## What is needed:
Return every line from the records below in which the word "instance" is found.

Stored items
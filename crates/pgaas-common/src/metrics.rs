//! OpenTelemetry metrics for instance reconciliation
//!
//! Instruments are created lazily on the global meter; without an OTLP
//! exporter they record into a no-op provider.

use once_cell::sync::Lazy;
use opentelemetry::metrics::{Counter, Histogram, Meter};
use opentelemetry::{global, KeyValue};

static METER: Lazy<Meter> = Lazy::new(|| global::meter("pgaas"));

/// Histogram of reconcile duration
///
/// Labels:
/// - `instance`: namespace/name of the PostgresqlStandalone
/// - `result`: success, error
pub static RECONCILE_DURATION: Lazy<Histogram<f64>> = Lazy::new(|| {
    METER
        .f64_histogram("pgaas_reconcile_duration_seconds")
        .with_description("Duration of instance reconciliation in seconds")
        .with_unit("s")
        .build()
});

/// Counter of reconcile errors
///
/// Labels:
/// - `instance`: namespace/name of the PostgresqlStandalone
/// - `error_type`: low-cardinality error kind
pub static RECONCILE_ERRORS: Lazy<Counter<u64>> = Lazy::new(|| {
    METER
        .u64_counter("pgaas_reconcile_errors_total")
        .with_description("Total number of instance reconciliation errors")
        .with_unit("{errors}")
        .build()
});

/// Counter of executed pipeline steps
///
/// Labels:
/// - `step`: step path, e.g. `create/converge/ensure-release`
/// - `outcome`: ok, error
pub static PIPELINE_STEPS: Lazy<Counter<u64>> = Lazy::new(|| {
    METER
        .u64_counter("pgaas_pipeline_steps_total")
        .with_description("Total number of executed pipeline steps")
        .with_unit("{steps}")
        .build()
});

/// Outcome label of a pipeline step
#[derive(Clone, Copy, Debug, PartialEq, Eq)]
pub enum StepOutcome {
    /// Step succeeded
    Ok,
    /// Step returned an error
    Error,
}

impl StepOutcome {
    /// Label value
    pub fn as_str(&self) -> &'static str {
        match self {
            Self::Ok => "ok",
            Self::Error => "error",
        }
    }
}

/// Record one executed pipeline step
pub fn record_step(step: &str, outcome: StepOutcome) {
    PIPELINE_STEPS.add(
        1,
        &[
            KeyValue::new("step", step.to_string()),
            KeyValue::new("outcome", outcome.as_str()),
        ],
    );
}

/// Times one reconcile and records it on completion
pub struct ReconcileTimer {
    instance: String,
    start: std::time::Instant,
}

impl ReconcileTimer {
    /// Start timing a reconcile of `instance`
    pub fn start(instance: impl Into<String>) -> Self {
        Self {
            instance: instance.into(),
            start: std::time::Instant::now(),
        }
    }

    /// Record successful completion
    pub fn success(self) {
        RECONCILE_DURATION.record(
            self.start.elapsed().as_secs_f64(),
            &[
                KeyValue::new("instance", self.instance),
                KeyValue::new("result", "success"),
            ],
        );
    }

    /// Record a failed reconcile
    pub fn error(self, error_type: &'static str) {
        RECONCILE_DURATION.record(
            self.start.elapsed().as_secs_f64(),
            &[
                KeyValue::new("instance", self.instance.clone()),
                KeyValue::new("result", "error"),
            ],
        );
        RECONCILE_ERRORS.add(
            1,
            &[
                KeyValue::new("instance", self.instance),
                KeyValue::new("error_type", error_type),
            ],
        );
    }
}
//! In-memory cluster store for tests
//!
//! [`MemoryStore`] behaves like the API server where the operator relies on
//! it: uids and resourceVersions are assigned on write, stale writes fail
//! with a conflict, status is only written through `update_status`, and
//! deleting an object with finalizers only sets its deletion timestamp.

use std::collections::BTreeMap;
use std::sync::atomic::{AtomicU64, Ordering};

use async_trait::async_trait;
use k8s_openapi::apimachinery::pkg::apis::meta::v1::Time;
use kube::api::{ApiResource, DynamicObject};
use parking_lot::Mutex;
use serde_json::Value;

use crate::store::{from_dynamic, to_dynamic, Managed, ObjectKey, ObjectStore};
use crate::{Error, Result};

/// Kind of write recorded in the operation log
#[derive(Clone, Copy, Debug, PartialEq, Eq)]
pub enum Operation {
    /// Object created
    Create,
    /// Object replaced
    Update,
    /// Status replaced
    UpdateStatus,
    /// Object deleted or marked for deletion
    Delete,
}

/// One recorded write
#[derive(Clone, Debug, PartialEq, Eq)]
pub struct Recorded {
    /// What happened
    pub operation: Operation,
    /// Kind of the object
    pub kind: String,
    /// Key of the object
    pub key: ObjectKey,
}

type TypeKey = (String, String);

/// In-memory [`ObjectStore`]
#[derive(Default)]
pub struct MemoryStore {
    objects: Mutex<BTreeMap<(TypeKey, ObjectKey), DynamicObject>>,
    log: Mutex<Vec<Recorded>>,
    failures: Mutex<Vec<(Operation, String)>>,
    version: AtomicU64,
}

fn type_key(ar: &ApiResource) -> TypeKey {
    (ar.api_version.clone(), ar.kind.clone())
}

fn spec_part(obj: &DynamicObject) -> Value {
    let mut data = obj.data.clone();
    if let Some(map) = data.as_object_mut() {
        map.remove("status");
    }
    data
}

fn matches_selector(obj: &DynamicObject, selector: &str) -> bool {
    let labels = obj.metadata.labels.clone().unwrap_or_default();
    selector
        .split(',')
        .filter(|s| !s.is_empty())
        .all(|term| match term.split_once('=') {
            Some((k, v)) => labels.get(k.trim()).map(String::as_str) == Some(v.trim()),
            None => labels.contains_key(term.trim()),
        })
}

impl MemoryStore {
    /// Create an empty store
    pub fn new() -> Self {
        Self::default()
    }

    fn next_version(&self) -> String {
        (self.version.fetch_add(1, Ordering::SeqCst) + 1).to_string()
    }

    fn record(&self, operation: Operation, ar: &ApiResource, key: &ObjectKey) {
        self.log.lock().push(Recorded {
            operation,
            kind: ar.kind.clone(),
            key: key.clone(),
        });
    }

    fn injected_failure(&self, operation: Operation, ar: &ApiResource, key: &ObjectKey) -> Result<()> {
        let mut failures = self.failures.lock();
        if let Some(pos) = failures
            .iter()
            .position(|(op, kind)| *op == operation && *kind == ar.kind)
        {
            failures.remove(pos);
            return Err(Error::conflict(&ar.kind, key.to_string()));
        }
        Ok(())
    }

    /// Make the next `operation` on `kind` fail with a conflict
    pub fn fail_next(&self, operation: Operation, kind: &str) {
        self.failures.lock().push((operation, kind.to_string()));
    }

    /// Insert an object directly, assigning server fields; not logged
    pub fn seed<K: Managed>(&self, obj: &K) -> K {
        let ar = ApiResource::erase::<K>(&());
        let mut dynamic = match to_dynamic(obj) {
            Ok(d) => d,
            Err(e) => panic!("seed object does not serialize: {e}"),
        };
        let key = match ObjectKey::of(&dynamic) {
            Ok(k) => k,
            Err(e) => panic!("seed object has no key: {e}"),
        };
        self.assign_server_fields(&mut dynamic);
        self.objects
            .lock()
            .insert((type_key(&ar), key), dynamic.clone());
        match from_dynamic(dynamic) {
            Ok(k) => k,
            Err(e) => panic!("seed object does not round-trip: {e}"),
        }
    }

    fn assign_server_fields(&self, obj: &mut DynamicObject) {
        let uid = format!("uid-{}", self.version.load(Ordering::SeqCst) + 1);
        obj.metadata.uid.get_or_insert(uid);
        obj.metadata.generation.get_or_insert(1);
        obj.metadata
            .creation_timestamp
            .get_or_insert_with(|| Time(chrono::Utc::now()));
        obj.metadata.resource_version = Some(self.next_version());
    }

    /// Typed copy of a stored object
    pub fn object<K: Managed>(&self, key: &ObjectKey) -> Option<K> {
        let ar = ApiResource::erase::<K>(&());
        let obj = self
            .objects
            .lock()
            .get(&(type_key(&ar), key.clone()))
            .cloned()?;
        from_dynamic(obj).ok()
    }

    /// True if an object of kind `K` exists at `key`
    pub fn contains<K: Managed>(&self, key: &ObjectKey) -> bool {
        let ar = ApiResource::erase::<K>(&());
        self.objects
            .lock()
            .contains_key(&(type_key(&ar), key.clone()))
    }

    /// All recorded writes, oldest first
    pub fn operations(&self) -> Vec<Recorded> {
        self.log.lock().clone()
    }

    /// Number of recorded `operation`s on objects of `kind`
    pub fn count(&self, operation: Operation, kind: &str) -> usize {
        self.log
            .lock()
            .iter()
            .filter(|r| r.operation == operation && r.kind == kind)
            .count()
    }

    /// Forget recorded writes
    pub fn clear_operations(&self) {
        self.log.lock().clear();
    }

    fn check_version(&self, ar: &ApiResource, key: &ObjectKey, stored: &DynamicObject, incoming: &DynamicObject) -> Result<()> {
        match incoming.metadata.resource_version.as_deref() {
            Some(rv) if Some(rv) != stored.metadata.resource_version.as_deref() => {
                Err(Error::conflict(&ar.kind, key.to_string()))
            }
            _ => Ok(()),
        }
    }
}

#[async_trait]
impl ObjectStore for MemoryStore {
    async fn get(&self, ar: &ApiResource, key: &ObjectKey) -> Result<Option<DynamicObject>> {
        Ok(self
            .objects
            .lock()
            .get(&(type_key(ar), key.clone()))
            .cloned())
    }

    async fn list(
        &self,
        ar: &ApiResource,
        namespace: Option<String>,
        label_selector: Option<String>,
    ) -> Result<Vec<DynamicObject>> {
        let tk = type_key(ar);
        Ok(self
            .objects
            .lock()
            .iter()
            .filter(|((t, k), _)| *t == tk && (namespace.is_none() || k.namespace == namespace))
            .filter(|(_, obj)| {
                label_selector
                    .as_deref()
                    .map_or(true, |sel| matches_selector(obj, sel))
            })
            .map(|(_, obj)| obj.clone())
            .collect())
    }

    async fn create(&self, ar: &ApiResource, obj: &DynamicObject) -> Result<DynamicObject> {
        let key = ObjectKey::of(obj)?;
        self.injected_failure(Operation::Create, ar, &key)?;
        let mut objects = self.objects.lock();
        let slot = (type_key(ar), key.clone());
        if objects.contains_key(&slot) {
            return Err(Error::conflict(&ar.kind, key.to_string()));
        }
        let mut stored = obj.clone();
        stored.metadata.uid = None;
        stored.metadata.deletion_timestamp = None;
        self.assign_server_fields(&mut stored);
        objects.insert(slot, stored.clone());
        drop(objects);
        self.record(Operation::Create, ar, &key);
        Ok(stored)
    }

    async fn update(&self, ar: &ApiResource, obj: &DynamicObject) -> Result<DynamicObject> {
        let key = ObjectKey::of(obj)?;
        self.injected_failure(Operation::Update, ar, &key)?;
        let mut objects = self.objects.lock();
        let slot = (type_key(ar), key.clone());
        let current = objects
            .get(&slot)
            .cloned()
            .ok_or_else(|| Error::not_found(&ar.kind, key.to_string()))?;
        self.check_version(ar, &key, &current, obj)?;

        let mut stored = obj.clone();
        match current.data.get("status") {
            Some(status) => {
                if let Some(map) = stored.data.as_object_mut() {
                    map.insert("status".to_string(), status.clone());
                }
            }
            None => {
                if let Some(map) = stored.data.as_object_mut() {
                    map.remove("status");
                }
            }
        }
        stored.metadata.uid = current.metadata.uid.clone();
        stored.metadata.creation_timestamp = current.metadata.creation_timestamp.clone();
        stored.metadata.deletion_timestamp = current.metadata.deletion_timestamp.clone();
        let generation = current.metadata.generation.unwrap_or(1);
        stored.metadata.generation = Some(if spec_part(&stored) != spec_part(&current) {
            generation + 1
        } else {
            generation
        });
        stored.metadata.resource_version = Some(self.next_version());

        let finalizers_empty = stored
            .metadata
            .finalizers
            .as_ref()
            .map_or(true, Vec::is_empty);
        if stored.metadata.deletion_timestamp.is_some() && finalizers_empty {
            objects.remove(&slot);
        } else {
            objects.insert(slot, stored.clone());
        }
        drop(objects);
        self.record(Operation::Update, ar, &key);
        Ok(stored)
    }

    async fn update_status(&self, ar: &ApiResource, obj: &DynamicObject) -> Result<DynamicObject> {
        let key = ObjectKey::of(obj)?;
        self.injected_failure(Operation::UpdateStatus, ar, &key)?;
        let mut objects = self.objects.lock();
        let slot = (type_key(ar), key.clone());
        let mut stored = objects
            .get(&slot)
            .cloned()
            .ok_or_else(|| Error::not_found(&ar.kind, key.to_string()))?;
        self.check_version(ar, &key, &stored, obj)?;

        if let Some(map) = stored.data.as_object_mut() {
            match obj.data.get("status") {
                Some(status) => map.insert("status".to_string(), status.clone()),
                None => map.remove("status"),
            };
        }
        stored.metadata.resource_version = Some(self.next_version());
        objects.insert(slot, stored.clone());
        drop(objects);
        self.record(Operation::UpdateStatus, ar, &key);
        Ok(stored)
    }

    async fn delete(&self, ar: &ApiResource, key: &ObjectKey) -> Result<bool> {
        self.injected_failure(Operation::Delete, ar, key)?;
        let mut objects = self.objects.lock();
        let slot = (type_key(ar), key.clone());
        let Some(current) = objects.get(&slot).cloned() else {
            return Ok(false);
        };
        let has_finalizers = current
            .metadata
            .finalizers
            .as_ref()
            .is_some_and(|f| !f.is_empty());
        if has_finalizers {
            let mut marked = current;
            marked
                .metadata
                .deletion_timestamp
                .get_or_insert_with(|| Time(chrono::Utc::now()));
            marked.metadata.resource_version = Some(self.next_version());
            objects.insert(slot, marked);
        } else {
            objects.remove(&slot);
        }
        drop(objects);
        self.record(Operation::Delete, ar, key);
        Ok(true)
    }
}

## Result for this task:
//! OpenTelemetry metrics for instance reconciliation
/// - `instance`: namespace/name of the PostgresqlStandalone
        .with_description("Duration of instance reconciliation in seconds")
/// - `instance`: namespace/name of the PostgresqlStandalone
        .with_description("Total number of instance reconciliation errors")
    instance: String,
    /// Start timing a reconcile of `instance`
    pub fn start(instance: impl Into<String>) -> Self {
            instance: instance.into(),
                KeyValue::new("instance", self.instance),
                KeyValue::new("instance", self.instance.clone()),
                KeyValue::new("instance", self.instance),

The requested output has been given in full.